Kepala PVMBG, Rita Susilawati, menjelaskan bahwa hasil pemantauan visual pada periode 6–7 September 2026 mencatat terjadinya erupsi strombolian dengan tinggi kolom abu berwarna hitam mencapai maksimum 300 meter di atas puncak.
"Secara instrumental terekam 3 kali gempa erupsi, 9 kali gempa hembusan, 93 kali gempa frekuensi rendah, 98 kali gempa hybrid atau fase banyak, serta kegempaan vulkanik lainnya," jelas Rita dalam keterangannya, Senin pagi.
Energi vulkanik berdasarkan Real-time Seismic Amplitude Measurement (RSAM) sempat melonjak pada 5 September 2026 sebelum akhirnya melandai pada 6 September. Sementara itu, data deformasi belum menunjukkan perubahan signifikan yang mengindikasikan adanya tekanan magma secara mendadak.
"Berakhirnya erupsi menerus dan kembalinya pola erupsi strombolian untuk sementara diinterpretasikan sebagai berakhirnya satu episode erupsi menerus. Namun, dinamika aktivitas vulkanik masih tinggi dan kemungkinan terjadinya erupsi kembali dalam waktu dekat masih tetap ada," ungkap Rita.
Pantauan CCTV Gunung Anak Krakatau pada Senin (7/9/2026) pagi. | Foto: PVMBG
Adapun potensi bahaya utama yang diwaspadai saat ini meliputi lontaran material batu pijar, hujan abu lebat, awan panas, hingga aliran lava jika erupsi menerus kembali terjadi.
Potensi bahaya utama berupa lontaran batu pijar, hujan abu lebat, awan panas, serta aliran lava apabila erupsi menerus kembali terjadi.
Atas dasar evaluasi teknis tersebut, PVMBG mempertahankan status Gunung Anak Krakatau pada Level III (Siaga).
PVMBG menegaskan larangan beraktivitas bagi masyarakat, wisatawan, maupun pelaku pelayaran dalam radius aman 5 kilometer (atau radius 3 km dari pusat kawah) untuk mengantisipasi lontaran material erupsi.

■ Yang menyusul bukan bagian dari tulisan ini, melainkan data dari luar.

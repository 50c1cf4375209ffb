// SPDX-License-Identifier: PolyForm-Noncommercial-1.0.0
// Copyright (c) 2025 Sylvex. All rights reserved.

//! # Mock Implementations
//!
//! Decoders and listeners that record how the engine drives them.

use std::sync::atomic::{AtomicUsize, Ordering};

use uanode_core::{
    AttributeOverrides, Base64JsonDecoder, ChangeListener, ChangeMask, DefaultsDecoder,
    EncodedDefaults, ModelError, ModelResult, NodeHandle, NodeInstance, QualifiedName,
};

// =============================================================================
// Counting Decoder
// =============================================================================

/// A [`Base64JsonDecoder`] that counts calls and can be told to fail.
#[derive(Debug, Default)]
pub struct CountingDecoder {
    inner: Base64JsonDecoder,
    calls: AtomicUsize,
    fail_after: Option<usize>,
}

impl CountingDecoder {
    /// Creates a decoder that always succeeds.
    pub fn new() -> Self {
        Self::default()
    }

    /// Creates a decoder whose calls fail once `successes` calls succeeded.
    pub fn failing_after(successes: usize) -> Self {
        Self {
            fail_after: Some(successes),
            ..Self::default()
        }
    }

    /// Returns the number of decode calls so far.
    pub fn calls(&self) -> usize {
        self.calls.load(Ordering::SeqCst)
    }

    /// Resets the call counter.
    pub fn reset(&self) {
        self.calls.store(0, Ordering::SeqCst);
    }
}

impl DefaultsDecoder for CountingDecoder {
    fn decode(&self, defaults: &EncodedDefaults) -> ModelResult<AttributeOverrides> {
        let call = self.calls.fetch_add(1, Ordering::SeqCst);
        if matches!(self.fail_after, Some(limit) if call >= limit) {
            return Err(ModelError::malformed_defaults(format!("injected failure on call {}", call)));
        }
        self.inner.decode(defaults)
    }
}

// =============================================================================
// Recording Listener
// =============================================================================

/// A change listener that keeps every notification.
#[derive(Debug, Default)]
pub struct RecordingListener {
    events: Vec<(NodeHandle, QualifiedName, ChangeMask)>,
}

impl RecordingListener {
    /// Creates an empty listener.
    pub fn new() -> Self {
        Self::default()
    }

    /// Returns the recorded notifications in delivery order.
    pub fn events(&self) -> &[(NodeHandle, QualifiedName, ChangeMask)] {
        &self.events
    }

    /// Returns the mask reported for a node, if any.
    pub fn mask_of(&self, handle: NodeHandle) -> Option<ChangeMask> {
        self.events
            .iter()
            .find(|(h, _, _)| *h == handle)
            .map(|(_, _, mask)| *mask)
    }

    /// Returns the browse names of nodes reported with `flag`.
    pub fn names_with(&self, flag: ChangeMask) -> Vec<String> {
        self.events
            .iter()
            .filter(|(_, _, mask)| mask.contains(flag))
            .map(|(_, name, _)| name.name.clone())
            .collect()
    }

    /// Returns `true` if nothing was reported.
    pub fn is_empty(&self) -> bool {
        self.events.is_empty()
    }

    /// Drops recorded notifications.
    pub fn clear(&mut self) {
        self.events.clear();
    }
}

impl ChangeListener for RecordingListener {
    fn on_change(&mut self, handle: NodeHandle, node: &NodeInstance, mask: ChangeMask) {
        self.events.push((handle, node.browse_name().clone(), mask));
    }
}
// SPDX-License-Identifier: PolyForm-Noncommercial-1.0.0
// Copyright (c) 2025 Sylvex. All rights reserved.

//! Node type schemas.
//!
//! A [`NodeTypeSchema`] is the data-driven replacement for a generated node
//! class: it names the type, its supertype, the ordered child slots an
//! instance may hold and the encoded defaults an instance starts with.
//!
//! ```text
//! NodeTypeSchema (ns=2;i=1004 MotionDeviceType)
//!   super_type: ns=1;i=15063 ComponentType
//!   defaults:   EncodedDefaults (v1)
//!   children:
//!     ├── 2:MotionDeviceCategory  -> PropertyType     mandatory
//!     ├── 2:Axes                  -> FolderType       mandatory
//!     ├── 2:PowerTrains           -> FolderType       mandatory
//!     ├── 2:FlangeLoad            -> LoadType         optional
//!     └── 2:AdditionalComponents  -> FolderType       optional
//! ```

use std::fmt;
use std::str::FromStr;

use serde::{Deserialize, Serialize};

use crate::defaults::EncodedDefaults;
use crate::error::{ModelError, ModelResult};
use crate::types::{NodeClass, NodeId, QualifiedName};

// =============================================================================
// TypeRef
// =============================================================================

/// A reference to a node type, by NodeId or by symbolic name.
#[derive(Debug, Clone, PartialEq, Eq, Hash, Serialize, Deserialize)]
#[serde(untagged)]
pub enum TypeRef {
    /// Reference by type NodeId.
    Id(NodeId),
    /// Reference by symbolic name.
    Name(String),
}

impl TypeRef {
    /// Parses a reference. Text in NodeId form must be a valid NodeId.
    pub fn parse(s: &str) -> ModelResult<Self> {
        let s = s.trim();
        if NodeId::looks_like_node_id(s) {
            Ok(Self::Id(s.parse()?))
        } else {
            Ok(Self::Name(s.to_string()))
        }
    }

    /// Returns the NodeId, if this is an ID reference.
    pub fn as_node_id(&self) -> Option<&NodeId> {
        match self {
            Self::Id(id) => Some(id),
            Self::Name(_) => None,
        }
    }
}

impl fmt::Display for TypeRef {
    fn fmt(&self, f: &mut fmt::Formatter<'_>) -> fmt::Result {
        match self {
            Self::Id(id) => write!(f, "{}", id),
            Self::Name(name) => write!(f, "{}", name),
        }
    }
}

impl FromStr for TypeRef {
    type Err = ModelError;

    fn from_str(s: &str) -> Result<Self, Self::Err> {
        Self::parse(s)
    }
}

impl From<NodeId> for TypeRef {
    fn from(id: NodeId) -> Self {
        Self::Id(id)
    }
}

impl From<&NodeId> for TypeRef {
    fn from(id: &NodeId) -> Self {
        Self::Id(id.clone())
    }
}

impl From<&str> for TypeRef {
    /// Text that does not parse as a NodeId is taken as a symbolic name.
    fn from(s: &str) -> Self {
        Self::parse(s).unwrap_or_else(|_| Self::Name(s.to_string()))
    }
}

// =============================================================================
// ChildSlot
// =============================================================================

/// A declared child of a node type.
#[derive(Debug, Clone, PartialEq)]
pub struct ChildSlot {
    /// Browse name of the child.
    pub browse_name: QualifiedName,

    /// Declared type of the child.
    pub child_type: NodeId,

    /// Optional children are materialized on demand only.
    pub optional: bool,

    /// Per-slot defaults applied on top of the child type's defaults.
    pub defaults: Option<EncodedDefaults>,
}

impl ChildSlot {
    /// Creates a mandatory slot.
    pub fn mandatory(browse_name: impl Into<QualifiedName>, child_type: NodeId) -> Self {
        Self {
            browse_name: browse_name.into(),
            child_type,
            optional: false,
            defaults: None,
        }
    }

    /// Creates an optional slot.
    pub fn optional(browse_name: impl Into<QualifiedName>, child_type: NodeId) -> Self {
        Self {
            optional: true,
            ..Self::mandatory(browse_name, child_type)
        }
    }

    /// Sets the per-slot defaults.
    pub fn with_defaults(mut self, defaults: EncodedDefaults) -> Self {
        self.defaults = Some(defaults);
        self
    }

    /// Returns `true` if the slot is materialized eagerly.
    #[inline]
    pub fn is_mandatory(&self) -> bool {
        !self.optional
    }

    /// Returns `true` if `key` selects this slot.
    #[inline]
    pub fn matches(&self, key: &QualifiedName) -> bool {
        key.matches(&self.browse_name)
    }
}

// =============================================================================
// NodeTypeSchema
// =============================================================================

/// Schema of an ObjectType or VariableType.
#[derive(Debug, Clone, PartialEq)]
pub struct NodeTypeSchema {
    /// Type NodeId.
    pub type_id: NodeId,

    /// Symbolic name, unique within a registry.
    pub symbolic_name: String,

    /// `ObjectType` or `VariableType`.
    pub node_class: NodeClass,

    /// Supertype, if any.
    pub super_type: Option<NodeId>,

    /// Declared child slots in browse order.
    pub children: Vec<ChildSlot>,

    /// Type-level defaults.
    pub defaults: Option<EncodedDefaults>,
}

impl NodeTypeSchema {
    /// Creates an ObjectType schema.
    pub fn object_type(type_id: NodeId, symbolic_name: impl Into<String>) -> Self {
        Self::new(type_id, symbolic_name, NodeClass::ObjectType)
    }

    /// Creates a VariableType schema.
    pub fn variable_type(type_id: NodeId, symbolic_name: impl Into<String>) -> Self {
        Self::new(type_id, symbolic_name, NodeClass::VariableType)
    }

    /// Creates a schema of the given node class.
    pub fn new(type_id: NodeId, symbolic_name: impl Into<String>, node_class: NodeClass) -> Self {
        Self {
            type_id,
            symbolic_name: symbolic_name.into(),
            node_class,
            super_type: None,
            children: Vec::new(),
            defaults: None,
        }
    }

    /// Sets the supertype.
    pub fn with_super_type(mut self, super_type: NodeId) -> Self {
        self.super_type = Some(super_type);
        self
    }

    /// Appends a child slot.
    pub fn with_child(mut self, slot: ChildSlot) -> Self {
        self.children.push(slot);
        self
    }

    /// Appends a mandatory child slot.
    pub fn with_mandatory(self, browse_name: impl Into<QualifiedName>, child_type: NodeId) -> Self {
        self.with_child(ChildSlot::mandatory(browse_name, child_type))
    }

    /// Appends an optional child slot.
    pub fn with_optional(self, browse_name: impl Into<QualifiedName>, child_type: NodeId) -> Self {
        self.with_child(ChildSlot::optional(browse_name, child_type))
    }

    /// Sets the type-level defaults.
    pub fn with_defaults(mut self, defaults: EncodedDefaults) -> Self {
        self.defaults = Some(defaults);
        self
    }

    /// Returns the node class of instances of this type.
    pub fn instance_class(&self) -> NodeClass {
        self.node_class.instance_class().unwrap_or(NodeClass::Object)
    }

    /// Looks up a slot declared directly on this type.
    pub fn declared_slot(&self, key: &QualifiedName) -> Option<&ChildSlot> {
        self.children.iter().find(|slot| slot.matches(key))
    }

    /// Returns the name used in log and error messages.
    pub fn display_name(&self) -> &str {
        if self.symbolic_name.is_empty() {
            "<unnamed>"
        } else {
            &self.symbolic_name
        }
    }
}

// =============================================================================
// Tests
// =============================================================================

Masyarakat di wilayah pesisir Banten dan Lampung diminta untuk tidak panik dan dapat beraktivitas secara normal. Aktivitas erupsi strombolian saat ini dipastikan tidak memicu potensi tsunami.
"Aktivitas erupsi saat ini tidak memicu tsunami, sehingga masyarakat dapat beraktivitas seperti biasa dengan tetap mengikuti informasi resmi dan arahan pemerintah daerah," kata Rita.
Badan Geologi melalui PVMBG dipastikan Rita terus melakukan pemantauan intensif secara visual dan instrumental. Status serta rekomendasi akan segera dievaluasi apabila terjadi perubahan aktivitas yang signifikan.